PROMPT: If a line in the data below holds the word "ProstCodec", copy it.

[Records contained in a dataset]
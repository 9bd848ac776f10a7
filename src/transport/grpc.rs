//! gRPC transport over a tonic channel.
//!
//! Messages are encoded with the hand-written prost types in
//! [`crate::etcd::proto`] and sent on the method paths etcd serves, so no
//! generated service stubs are needed.

use crate::client::bridge::PendingCall;
use crate::core::config::ConnectionConfig;
use crate::core::error::{ClientError, ClientResult};
use crate::etcd::proto;
use crate::transport::{KvRpc, MaintenanceRpc, StreamCompletion, StreamObserver};
use prost::Message;
use std::sync::Arc;
use tokio::runtime::Handle;
use tonic::client::Grpc;
use tonic::codec::ProstCodec;
use tonic::codegen::http::uri::PathAndQuery;
use tonic::metadata::AsciiMetadataValue;
use tonic::transport::{Channel, Endpoint};
use tonic::{Request, Status};

const KV_RANGE: &str = "/etcdserverpb.KV/Range";
const KV_PUT: &str = "/etcdserverpb.KV/Put";
const KV_DELETE_RANGE: &str = "/etcdserverpb.KV/DeleteRange";
const KV_TXN: &str = "/etcdserverpb.KV/Txn";
const KV_COMPACT: &str = "/etcdserverpb.KV/Compact";
const MAINTENANCE_ALARM: &str = "/etcdserverpb.Maintenance/Alarm";
const MAINTENANCE_STATUS: &str = "/etcdserverpb.Maintenance/Status";
const MAINTENANCE_DEFRAGMENT: &str = "/etcdserverpb.Maintenance/Defragment";
const MAINTENANCE_SNAPSHOT: &str = "/etcdserverpb.Maintenance/Snapshot";

/// Metadata key etcd reads the auth token from.
const TOKEN_METADATA: &str = "token";

/// Transport to one etcd endpoint.
///
/// Cloning shares the underlying channel. Calls run as tasks on the runtime
/// that was current when the transport connected.
#[derive(Clone)]
pub struct GrpcTransport {
    channel: Channel,
    token: Option<AsciiMetadataValue>,
    runtime: Handle,
}

impl GrpcTransport {
    /// Connect to `config.endpoint`, waiting at most the connect timeout.
    ///
    /// Must be awaited inside a tokio runtime.
    pub async fn connect(config: &ConnectionConfig) -> ClientResult<Self> {
        let endpoint = Endpoint::from_shared(config.endpoint.clone())
            .map_err(|e| ClientError::Connect {
                message: format!("invalid endpoint {}: {}", config.endpoint, e),
            })?
            .connect_timeout(config.connect_timeout())
            .timeout(config.request_timeout());

        let token = parse_token(config.auth_token.as_deref())?;
        let channel = endpoint.connect().await.map_err(|e| ClientError::Connect {
            message: format!("{}: {}", config.endpoint, e),
        })?;

        Ok(Self {
            channel,
            token,
            runtime: Handle::current(),
        })
    }

    /// Wrap an existing channel.
    pub fn from_channel(
        channel: Channel,
        auth_token: Option<&str>,
        runtime: Handle,
    ) -> ClientResult<Self> {
        Ok(Self {
            channel,
            token: parse_token(auth_token)?,
            runtime,
        })
    }

    fn request<T>(&self, message: T) -> Request<T> {
        let mut request = Request::new(message);
        if let Some(token) = &self.token {
            request.metadata_mut().insert(TOKEN_METADATA, token.clone());
        }
        request
    }

    fn unary<Req, Resp>(&self, path: &'static str, message: Req) -> PendingCall<Resp>
    where
        Req: Message + Send + Sync + 'static,
        Resp: Message + Default + Send + Sync + 'static,
    {
        let mut grpc = Grpc::new(self.channel.clone());
        let request = self.request(message);

        PendingCall::spawn_on(&self.runtime, async move {
            grpc.ready()
                .await
                .map_err(|e| Status::unknown(format!("service was not ready: {e}")))?;
            let codec = ProstCodec::<Req, Resp>::default();
            let response = grpc
                .unary(request, PathAndQuery::from_static(path), codec)
                .await?;
            Ok(response.into_inner())
        })
    }
}

fn parse_token(token: Option<&str>) -> ClientResult<Option<AsciiMetadataValue>> {
    token
        .map(|t| {
            t.parse::<AsciiMetadataValue>()
                .map_err(|_| ClientError::Connect {
                    message: "auth token is not valid ASCII metadata".to_string(),
                })
        })
        .transpose()
}

impl std::fmt::Debug for GrpcTransport {
    fn fmt(&self, f: &mut std::fmt::Formatter<'_>) -> std::fmt::Result {
        f.debug_struct("GrpcTransport")
            .field("authenticated", &self.token.is_some())
            .finish()
    }
}

impl KvRpc for GrpcTransport {
    fn range(&self, request: proto::RangeRequest) -> PendingCall<proto::RangeResponse> {
        self.unary(KV_RANGE, request)
    }

    fn put(&self, request: proto::PutRequest) -> PendingCall<proto::PutResponse> {
        self.unary(KV_PUT, request)
    }

    fn delete_range(
        &self,
        request: proto::DeleteRangeRequest,
    ) -> PendingCall<proto::DeleteRangeResponse> {
        self.unary(KV_DELETE_RANGE, request)
    }

    fn txn(&self, request: proto::TxnRequest) -> PendingCall<proto::TxnResponse> {
        self.unary(KV_TXN, request)
    }

    fn compact(&self, request: proto::CompactionRequest) -> PendingCall<proto::CompactionResponse> {
        self.unary(KV_COMPACT, request)
    }
}

impl MaintenanceRpc for GrpcTransport {
    fn status(&self, request: proto::StatusRequest) -> PendingCall<proto::StatusResponse> {
        self.unary(MAINTENANCE_STATUS, request)
    }

    fn defragment(
        &self,
        request: proto::DefragmentRequest,
    ) -> PendingCall<proto::DefragmentResponse> {
        self.unary(MAINTENANCE_DEFRAGMENT, request)
    }

    fn alarm(&self, request: proto::AlarmRequest) -> PendingCall<proto::AlarmResponse> {
        self.unary(MAINTENANCE_ALARM, request)
    }

    fn snapshot(
        &self,
        request: proto::SnapshotRequest,
        observer: Arc<dyn StreamObserver<proto::SnapshotResponse>>,
        mut completion: StreamCompletion,
    ) {
        let mut grpc = Grpc::new(self.channel.clone());
        let request = self.request(request);

        self.runtime.spawn(async move {
            let open = async {
                grpc.ready()
                    .await
                    .map_err(|e| Status::unknown(format!("service was not ready: {e}")))?;
                let codec =
                    ProstCodec::<proto::SnapshotRequest, proto::SnapshotResponse>::default();
                let path = PathAndQuery::from_static(MAINTENANCE_SNAPSHOT);
                grpc.server_streaming(request, path, codec).await
            };

            let mut stream = tokio::select! {
                _ = completion.completed() => return,
                opened = open => match opened {
                    Ok(response) => response.into_inner(),
                    Err(status) => {
                        observer.on_error(status);
                        return;
                    }
                },
            };

            loop {
                tokio::select! {
                    _ = completion.completed() => {
                        tracing::debug!("snapshot stream closed by caller");
                        return;
                    }
                    message = stream.message() => match message {
                        Ok(Some(chunk)) => observer.on_next(chunk),
                        Ok(None) => {
                            observer.on_completed();
                            return;
                        }
                        Err(status) => {
                            observer.on_error(status);
                            return;
                        }
                    },
                }
            }
        });
    }
}

#[cfg(test)]
mod tests {
    use super::*;

    #[test]
    fn test_parse_token() {
        assert!(parse_token(None).unwrap().is_none());
        let token = parse_token(Some("abc.def")).unwrap().unwrap();
        assert_eq!(token.to_str().unwrap(), "abc.def");
        assert!(matches!(
            parse_token(Some("line\nbreak")),
            Err(ClientError::Connect { .. })
        ));
    }

    #[tokio::test]
    async fn test_token_attached_as_metadata() {
        let channel = Endpoint::from_static("http://127.0.0.1:2379").connect_lazy();
        let transport =
            GrpcTransport::from_channel(channel, Some("secret"), Handle::current()).unwrap();

        let request = transport.request(proto::StatusRequest);
        let token = request.metadata().get(TOKEN_METADATA).unwrap();
        assert_eq!(token.to_str().unwrap(), "secret");
    }
}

RESULT FOR THIS EXERCISE:
use tonic::codec::ProstCodec;
            let codec = ProstCodec::<Req, Resp>::default();
                    ProstCodec::<proto::SnapshotRequest, proto::SnapshotResponse>::default();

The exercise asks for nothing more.